Task to carry out –
In the data below, how many lines contain the string "Duration"? Give only the number.

Records for processing –
---

//! PokeAPI access.
//!
//! [`PokeApi`] is the seam between the enrichment pipeline and the network;
//! [`HttpPokeApi`] is the reqwest implementation used by the binary.

use async_trait::async_trait;
use serde::de::DeserializeOwned;
use std::time::Duration;
use tracing::debug;

use crate::error::FetchError;
use crate::models::{
    EvolutionChain, PokemonDetail, PokemonPage, PokemonRef, Species, TypeRelation,
};

pub const DEFAULT_BASE_URL: &str = "https://pokeapi.co/api/v2";

/// Read-only view of the remote Pokédex.
#[async_trait]
pub trait PokeApi: Send + Sync {
    /// One page of stubs, `limit` entries starting at `offset`.
    async fn list(&self, limit: usize, offset: usize) -> Result<PokemonPage, FetchError>;

    /// Canonical detail record for one Pokémon.
    async fn pokemon(&self, which: &PokemonRef) -> Result<PokemonDetail, FetchError>;

    /// Damage relations of one elemental type.
    async fn type_relation(&self, name: &str) -> Result<TypeRelation, FetchError>;

    /// Species record (flavor texts, evolution chain link).
    async fn species(&self, name: &str) -> Result<Species, FetchError>;

    /// Evolution family by chain id.
    async fn evolution_chain(&self, id: u32) -> Result<EvolutionChain, FetchError>;

    /// Raw image bytes behind a sprite URL.
    async fn sprite(&self, url: &str) -> Result<Vec<u8>, FetchError>;
}

/// Offset of a 1-based page.
pub fn page_offset(page: usize, limit: usize) -> usize {
    page.saturating_sub(1) * limit
}

pub struct HttpPokeApi {
    base_url: String,
    client: reqwest::Client,
}

impl HttpPokeApi {
    pub fn new(base_url: &str, timeout: Duration) -> Result<Self, FetchError> {
        let client = reqwest::Client::builder()
            .timeout(timeout)
            .user_agent(concat!("pokedex_tui/", env!("CARGO_PKG_VERSION")))
            .build()
            .map_err(|e| FetchError::from_reqwest(base_url, e))?;
        Ok(Self::with_client(base_url, client))
    }

    pub fn with_client(base_url: &str, client: reqwest::Client) -> Self {
        Self {
            base_url: base_url.trim_end_matches('/').to_string(),
            client,
        }
    }

    pub fn base_url(&self) -> &str {
        &self.base_url
    }

    pub fn list_url(&self, limit: usize, offset: usize) -> String {
        format!("{}/pokemon?limit={}&offset={}", self.base_url, limit, offset)
    }

    pub fn pokemon_url(&self, which: &PokemonRef) -> String {
        format!("{}/pokemon/{}", self.base_url, which)
    }

    pub fn type_url(&self, name: &str) -> String {
        format!("{}/type/{}", self.base_url, name)
    }

    pub fn species_url(&self, name: &str) -> String {
        format!("{}/pokemon-species/{}", self.base_url, name)
    }

    pub fn evolution_chain_url(&self, id: u32) -> String {
        format!("{}/evolution-chain/{}", self.base_url, id)
    }

    async fn get_json<T: DeserializeOwned>(&self, url: &str) -> Result<T, FetchError> {
        debug!(url, "GET");
        let resp = self
            .client
            .get(url)
            .send()
            .await
            .map_err(|e| FetchError::from_reqwest(url, e))?;
        let resp = resp
            .error_for_status()
            .map_err(|e| FetchError::from_reqwest(url, e))?;
        let bytes = resp
            .bytes()
            .await
            .map_err(|e| FetchError::from_reqwest(url, e))?;
        serde_json::from_slice(&bytes).map_err(|e| FetchError::Decode {
            url: url.to_string(),
            message: e.to_string(),
        })
    }

    async fn get_bytes(&self, url: &str) -> Result<Vec<u8>, FetchError> {
        debug!(url, "GET bytes");
        let resp = self
            .client
            .get(url)
            .send()
            .await
            .and_then(reqwest::Response::error_for_status)
            .map_err(|e| FetchError::from_reqwest(url, e))?;
        let bytes = resp
            .bytes()
            .await
            .map_err(|e| FetchError::from_reqwest(url, e))?;
        Ok(bytes.to_vec())
    }
}

#[async_trait]
impl PokeApi for HttpPokeApi {
    async fn list(&self, limit: usize, offset: usize) -> Result<PokemonPage, FetchError> {
        self.get_json(&self.list_url(limit, offset)).await
    }

    async fn pokemon(&self, which: &PokemonRef) -> Result<PokemonDetail, FetchError> {
        self.get_json(&self.pokemon_url(which)).await
    }

    async fn type_relation(&self, name: &str) -> Result<TypeRelation, FetchError> {
        self.get_json(&self.type_url(name)).await
    }

    async fn species(&self, name: &str) -> Result<Species, FetchError> {
        self.get_json(&self.species_url(name)).await
    }

    async fn evolution_chain(&self, id: u32) -> Result<EvolutionChain, FetchError> {
        self.get_json(&self.evolution_chain_url(id)).await
    }

    async fn sprite(&self, url: &str) -> Result<Vec<u8>, FetchError> {
        self.get_bytes(url).await
    }
}

#[cfg(test)]
mod tests {
    use super::*;

    fn api() -> HttpPokeApi {
        HttpPokeApi::with_client("https://pokeapi.co/api/v2/", reqwest::Client::new())
    }

    #[test]
    fn builds_endpoint_urls() {
        let api = api();
        assert_eq!(api.base_url(), "https://pokeapi.co/api/v2");
        assert_eq!(
            api.list_url(150, 300),
            "https://pokeapi.co/api/v2/pokemon?limit=150&offset=300"
        );
        assert_eq!(
            api.pokemon_url(&PokemonRef::Id(25)),
            "https://pokeapi.co/api/v2/pokemon/25"
        );
        assert_eq!(
            api.pokemon_url(&PokemonRef::Name("mr-mime".into())),
            "https://pokeapi.co/api/v2/pokemon/mr-mime"
        );
        assert_eq!(api.type_url("fire"), "https://pokeapi.co/api/v2/type/fire");
        assert_eq!(
            api.species_url("bulbasaur"),
            "https://pokeapi.co/api/v2/pokemon-species/bulbasaur"
        );
        assert_eq!(
            api.evolution_chain_url(1),
            "https://pokeapi.co/api/v2/evolution-chain/1"
        );
    }

    #[test]
    fn page_offsets_are_one_based() {
        assert_eq!(page_offset(1, 150), 0);
        assert_eq!(page_offset(3, 10), 20);
        assert_eq!(page_offset(0, 10), 0);
    }
}
//! `tracing` subscriber set-up.
//!
//! Command-line subcommands log to stderr. The viewer owns the terminal, so it
//! logs to a file under the data directory instead.

use std::fs::OpenOptions;
use std::path::{Path, PathBuf};
use std::sync::Mutex;
use tracing_subscriber::EnvFilter;

pub const LOG_FILE: &str = "pokedex.log";

fn filter() -> EnvFilter {
    EnvFilter::try_from_default_env().unwrap_or_else(|_| EnvFilter::new("info"))
}

pub fn init_stderr() {
    let _ = tracing_subscriber::fmt()
        .with_env_filter(filter())
        .with_writer(std::io::stderr)
        .with_target(false)
        .try_init();
}

/// Log to `<data_dir>/pokedex.log`; returns the file path.
pub fn init_file(data_dir: &Path) -> std::io::Result<PathBuf> {
    std::fs::create_dir_all(data_dir)?;
    let path = data_dir.join(LOG_FILE);
    let file = OpenOptions::new().create(true).append(true).open(&path)?;
    let _ = tracing_subscriber::fmt()
        .with_env_filter(filter())
        .with_writer(Mutex::new(file))
        .with_ansi(false)
        .try_init();
    Ok(path)
}
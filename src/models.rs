use serde::{Deserialize, Serialize};
use std::fmt;
use std::str::FromStr;

use crate::error::FetchError;

/// Unresolved reference to a Pokémon, as returned by the list endpoint.
#[derive(Debug, Deserialize, Serialize, Clone, PartialEq, Eq)]
pub struct PokemonStub {
    pub name: String,
    #[serde(default)]
    pub url: String,
}

impl PokemonStub {
    pub fn new(name: impl Into<String>, url: impl Into<String>) -> Self {
        Self {
            name: name.into(),
            url: url.into(),
        }
    }
}

/// One page of the `/pokemon?limit=&offset=` listing.
#[derive(Debug, Deserialize, Serialize, Clone, Default)]
pub struct PokemonPage {
    #[serde(default)]
    pub count: u32,
    #[serde(default)]
    pub next: Option<String>,
    #[serde(default)]
    pub previous: Option<String>,
    #[serde(default)]
    pub results: Vec<PokemonStub>,
}

/// Identifier accepted by the detail endpoint: a name or a national-dex id.
#[derive(Debug, Clone, PartialEq, Eq, Hash)]
pub enum PokemonRef {
    Id(u32),
    Name(String),
}

impl FromStr for PokemonRef {
    type Err = FetchError;

    fn from_str(s: &str) -> Result<Self, Self::Err> {
        let s = s.trim();
        if s.is_empty() || s.contains('/') {
            return Err(FetchError::InvalidRef(s.to_string()));
        }
        match s.parse::<u32>() {
            Ok(0) => Err(FetchError::InvalidRef(s.to_string())),
            Ok(id) => Ok(PokemonRef::Id(id)),
            Err(_) => Ok(PokemonRef::Name(s.to_lowercase())),
        }
    }
}

impl fmt::Display for PokemonRef {
    fn fmt(&self, f: &mut fmt::Formatter<'_>) -> fmt::Result {
        match self {
            PokemonRef::Id(id) => write!(f, "{}", id),
            PokemonRef::Name(name) => f.write_str(name),
        }
    }
}

/// `{ name, url }` pair used all over the PokeAPI payloads.
#[derive(Debug, Deserialize, Serialize, Clone, Default, PartialEq, Eq)]
pub struct NamedResource {
    #[serde(default)]
    pub name: String,
    #[serde(default)]
    pub url: String,
}

impl NamedResource {
    pub fn named(name: impl Into<String>) -> Self {
        Self {
            name: name.into(),
            url: String::new(),
        }
    }
}

#[derive(Debug, Deserialize, Serialize, Clone, Default)]
pub struct TypeSlot {
    #[serde(default)]
    pub slot: u8,
    #[serde(rename = "type", default)]
    pub kind: NamedResource,
}

#[derive(Debug, Deserialize, Serialize, Clone, Default)]
pub struct StatSlot {
    #[serde(default)]
    pub base_stat: u32,
    #[serde(default)]
    pub stat: NamedResource,
}

#[derive(Debug, Deserialize, Serialize, Clone, Default)]
pub struct AbilitySlot {
    #[serde(default)]
    pub ability: NamedResource,
    #[serde(default)]
    pub is_hidden: bool,
}

/// Raw sprite block. Only the fields the viewer uses are typed; the
/// generation-specific tree stays loose because any hop may be absent.
#[derive(Debug, Deserialize, Serialize, Clone, Default)]
pub struct Sprites {
    #[serde(default)]
    pub front_default: Option<String>,
    #[serde(default)]
    pub versions: Option<serde_json::Value>,
}

impl Sprites {
    /// Gen V black/white animated front sprite, if the payload carries one.
    pub fn animated_front(&self) -> Option<&str> {
        self.versions
            .as_ref()?
            .get("generation-v")?
            .get("black-white")?
            .get("animated")?
            .get("front_default")?
            .as_str()
            .filter(|s| !s.is_empty())
    }

    /// Animated sprite, else the static default, else a placeholder.
    pub fn pick(&self) -> Sprite {
        if let Some(url) = self.animated_front() {
            return Sprite::Animated(url.to_string());
        }
        match self.front_default.as_deref() {
            Some(url) if !url.is_empty() => Sprite::Static(url.to_string()),
            _ => Sprite::Placeholder,
        }
    }
}

/// Raw `/pokemon/{name|id}` payload. Every field defaults so that partial
/// responses still decode.
#[derive(Debug, Deserialize, Serialize, Clone, Default)]
pub struct PokemonDetail {
    #[serde(default)]
    pub id: u32,
    #[serde(default)]
    pub name: String,
    #[serde(default)]
    pub types: Vec<TypeSlot>,
    #[serde(default)]
    pub sprites: Sprites,
    #[serde(default)]
    pub stats: Vec<StatSlot>,
    #[serde(default)]
    pub abilities: Vec<AbilitySlot>,
    #[serde(default)]
    pub height: u32,
    #[serde(default)]
    pub weight: u32,
    #[serde(default)]
    pub base_experience: Option<u32>,
    #[serde(default)]
    pub species: Option<NamedResource>,
}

---

Answer to this task –
2